Mesmo com a Unifap aderindo à obrigatoriedade do nome social, muito ainda precisa ser feito. Segundo o psicólogo Alexander Oliveira, outras medidas afirmativas devem ser pensadas para cuidar da saúde mental de pessoas transgêneros e promover políticas afirmativas de permanência desses estudantes.


"Quando pensamos no acesso de pessoas trans na universidade, é sempre bom pensar em políticas de permanência também. A assistência psicológica é um dos braços para garantir essa permanência.
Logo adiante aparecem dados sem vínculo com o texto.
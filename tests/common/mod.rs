#![allow(dead_code)]

use std::convert::Infallible;
use std::net::SocketAddr;
use std::path::Path;
use std::sync::Arc;
use std::sync::atomic::{AtomicUsize, Ordering};
use std::time::Duration;

use axum::Router;
use axum::body::{Body, Bytes};
use axum::extract::State;
use axum::http::{StatusCode, header};
use axum::response::{IntoResponse, Response};
use axum::routing::get;
use civitai_browser::common::config::Settings;
use civitai_browser::downloader::{DownloadTask, QueueManager, QueueOptions, TaskTarget};

pub const SMALL_FILE_LEN: usize = 100;
pub const SLOW_CHUNKS: usize = 12;
pub const SLOW_CHUNK_LEN: usize = 1024;

/// 在随机端口上启动一个 axum 服务
pub async fn spawn_server(app: Router) -> SocketAddr {
    let listener = tokio::net::TcpListener::bind("127.0.0.1:0").await.unwrap();
    let addr = listener.local_addr().unwrap();
    tokio::spawn(async move {
        axum::serve(listener, app).await.unwrap();
    });
    addr
}

/// 测试用文件服务器，记录请求次数
#[derive(Clone, Default)]
pub struct FileServer {
    pub hits: Arc<AtomicUsize>,
}

impl FileServer {
    pub fn hits(&self) -> usize {
        self.hits.load(Ordering::SeqCst)
    }

    pub async fn start(&self) -> SocketAddr {
        let app = Router::new()
            .route("/files/small", get(small_file))
            .route("/files/slow", get(slow_file))
            .route("/files/missing", get(missing_file))
            .route("/files/forbidden", get(forbidden_file))
            .with_state(self.clone());
        spawn_server(app).await
    }
}

async fn small_file(State(server): State<FileServer>) -> Vec<u8> {
    server.hits.fetch_add(1, Ordering::SeqCst);
    vec![7u8; SMALL_FILE_LEN]
}

// 分块慢速返回，让进度回调有机会触发
async fn slow_file(State(server): State<FileServer>) -> Response {
    server.hits.fetch_add(1, Ordering::SeqCst);
    let stream = futures_util::stream::unfold(0usize, |sent| async move {
        if sent >= SLOW_CHUNKS {
            return None;
        }
        tokio::time::sleep(Duration::from_millis(60)).await;
        let chunk: Result<Bytes, Infallible> = Ok(Bytes::from(vec![1u8; SLOW_CHUNK_LEN]));
        Some((chunk, sent + 1))
    });

    Response::builder()
        .header(header::CONTENT_LENGTH, SLOW_CHUNKS * SLOW_CHUNK_LEN)
        .body(Body::from_stream(stream))
        .unwrap()
}

async fn missing_file(State(server): State<FileServer>) -> impl IntoResponse {
    server.hits.fetch_add(1, Ordering::SeqCst);
    (StatusCode::NOT_FOUND, "not found")
}

async fn forbidden_file(State(server): State<FileServer>) -> impl IntoResponse {
    server.hits.fetch_add(1, Ordering::SeqCst);
    (StatusCode::FORBIDDEN, "forbidden")
}

pub fn test_settings(model_dir: &Path) -> Settings {
    Settings {
        model_dir: model_dir.to_path_buf(),
        download_with_aria2: false,
        timeout: 5,
        ..Settings::default()
    }
}

pub fn fast_options() -> QueueOptions {
    QueueOptions {
        recent_capacity: 20,
        startup_delay: Duration::ZERO,
        error_backoff: Duration::from_millis(10),
    }
}

pub fn target(url: impl Into<String>, filename: &str) -> TaskTarget {
    TaskTarget {
        model_id: 1,
        version_id: 10,
        file_id: 100,
        model_name: "Test Model".to_string(),
        filename: filename.to_string(),
        model_type: "LORA".to_string(),
        url: url.into(),
        ..Default::default()
    }
}

pub fn task(url: impl Into<String>, filename: &str) -> DownloadTask {
    QueueManager::create_task(target(url, filename))
}

/// 等待任务进入终态
pub async fn wait_for_terminal(manager: &QueueManager, id: &str) -> DownloadTask {
    let deadline = tokio::time::Instant::now() + Duration::from_secs(10);
    loop {
        if let Some(task) = manager.status_of(id) {
            if task.is_terminal() {
                return task;
            }
        }
        assert!(
            tokio::time::Instant::now() < deadline,
            "任务 {} 未在限定时间内结束",
            id
        );
        tokio::time::sleep(Duration::from_millis(20)).await;
    }
}

/// 等待后台任务退出
pub async fn wait_for_idle(manager: &QueueManager) {
    let deadline = tokio::time::Instant::now() + Duration::from_secs(10);
    while manager.is_worker_running() {
        assert!(tokio::time::Instant::now() < deadline, "下载队列未在限定时间内清空");
        tokio::time::sleep(Duration::from_millis(20)).await;
    }
}
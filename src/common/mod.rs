pub mod client;
pub mod config;
pub mod logger;
use colored::*;
use indicatif::{HumanBytes, HumanDuration};
use std::time::Duration;

use crate::downloader::task::{DownloadTask, TaskStatus};

/// 初始化 tracing 输出，只在二进制入口调用一次
pub fn init_tracing(verbose: bool) {
    let level = if verbose {
        tracing::Level::DEBUG
    } else {
        tracing::Level::INFO
    };
    tracing_subscriber::fmt().with_max_level(level).init();
}

/// 状态查看器的终端输出
pub struct PrettyLogger;

impl PrettyLogger {
    /// 显示成功消息
    pub fn success(message: impl AsRef<str>) {
        println!("{} {}", "✓".green().bold(), message.as_ref());
    }

    /// 显示信息消息
    pub fn info(message: impl AsRef<str>) {
        println!("{} {}", "ℹ".blue().bold(), message.as_ref());
    }

    pub fn warning(message: impl AsRef<str>) {
        println!("{} {}", "⚠".yellow().bold(), message.as_ref());
    }

    pub fn error(message: impl AsRef<str>) {
        println!("{} {}", "✗".red().bold(), message.as_ref());
    }

    /// 显示分割线
    pub fn separator() {
        println!("{}", "─".repeat(60).bright_black());
    }

    /// 显示标题
    pub fn title(text: impl AsRef<str>) {
        let text = text.as_ref();
        let width = text.chars().count().min(56);
        let padding = (56 - width) / 2;
        println!(
            "{} {} {}",
            "─".repeat(padding).bright_black(),
            text.bold(),
            "─".repeat(56 - padding - width).bright_black()
        );
    }

    pub fn section(text: impl AsRef<str>) {
        println!("\n{} {}", "▶".cyan().bold(), text.as_ref().bold());
    }

    /// 显示等待消息
    pub fn waiting(message: impl AsRef<str>) {
        println!("{} {}", "⏳".yellow().bold(), message.as_ref());
    }

    /// 正在下载的任务：进度条、速度、剩余时间
    pub fn current_task(task: &DownloadTask) {
        println!(
            "{} {} {}",
            "⬇".blue().bold(),
            task.target.model_name.bold(),
            format!("({})", task.target.filename).bright_black()
        );
        println!("   {}", progress_bar(task.progress));

        let speed = format!("{}/s", HumanBytes(task.download_speed as u64));
        let eta = task
            .eta
            .map(|secs| HumanDuration(Duration::from_secs_f64(secs.max(0.0))).to_string())
            .unwrap_or_else(|| "未知".to_string());
        println!("   速度: {}  剩余: {}", speed.cyan(), eta.cyan());
    }

    /// 队列或历史中的一行
    pub fn task_line(task: &DownloadTask) {
        let status = match &task.status {
            TaskStatus::Completed => "完成".green().bold(),
            TaskStatus::Failed { .. } => "失败".red().bold(),
            TaskStatus::Downloading => format!("{:.1}%", task.progress).blue().bold(),
            TaskStatus::Queued => "排队".yellow(),
        };
        println!(
            "  [{}] {} - {} {}",
            status,
            task.target.model_name,
            task.target.filename,
            task.created_at.format("%m-%d %H:%M").to_string().bright_black()
        );
        if let Some(error) = task.status.error() {
            println!("      {}", error.red());
        }
    }
}

/// 文本进度条，progress 取值 0-100
pub fn progress_bar(progress: f64) -> String {
    let bar_width = 30;
    let ratio = (progress / 100.0).clamp(0.0, 1.0);
    let filled = (ratio * bar_width as f64) as usize;
    let empty = bar_width - filled;

    format!(
        "[{}{}] {:.1}%",
        "█".repeat(filled).green(),
        "░".repeat(empty).bright_black(),
        ratio * 100.0
    )
}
Devem existir campanhas de afirmação do nome social, ações de políticas acerca do direito trans na Universidade para viabilizar a continuidade do curso, criando desta forma um ambiente que garante o direito a todos os estudantes dentro da Universidade e criar um ambiente mais livre do preconceito", conclui o psicólogo.


O que é Transgênero?


Sabe aquela peça de roupa que te deixa extremamente incomodada ou aquele sapato que parece que vai comprimir o seu pé, causando desconforto, vermelhidão, queimação e calos?


Essas situações desconfortáveis aos nossos olhos parecem algo comum, mas para pessoas transgêneros pode envolver crises de identidade. Em algum momento da vida, eles ou elas já se sentiram incomodados com o seu corpo, não se reconhecendo pelos traços biológicos. Por isso, mulheres e homens transexuais e travestis se classificam na transgeneridade.


Transgênero é um termo “Guarda-chuva", significa uma denominação que pode caracterizar outros termos como classificação de homens trans, mulheres trans e travestis.



*Reportagem produzida na disciplina de Jornalismo Literário, ministrada pela professora Laiza Mangas.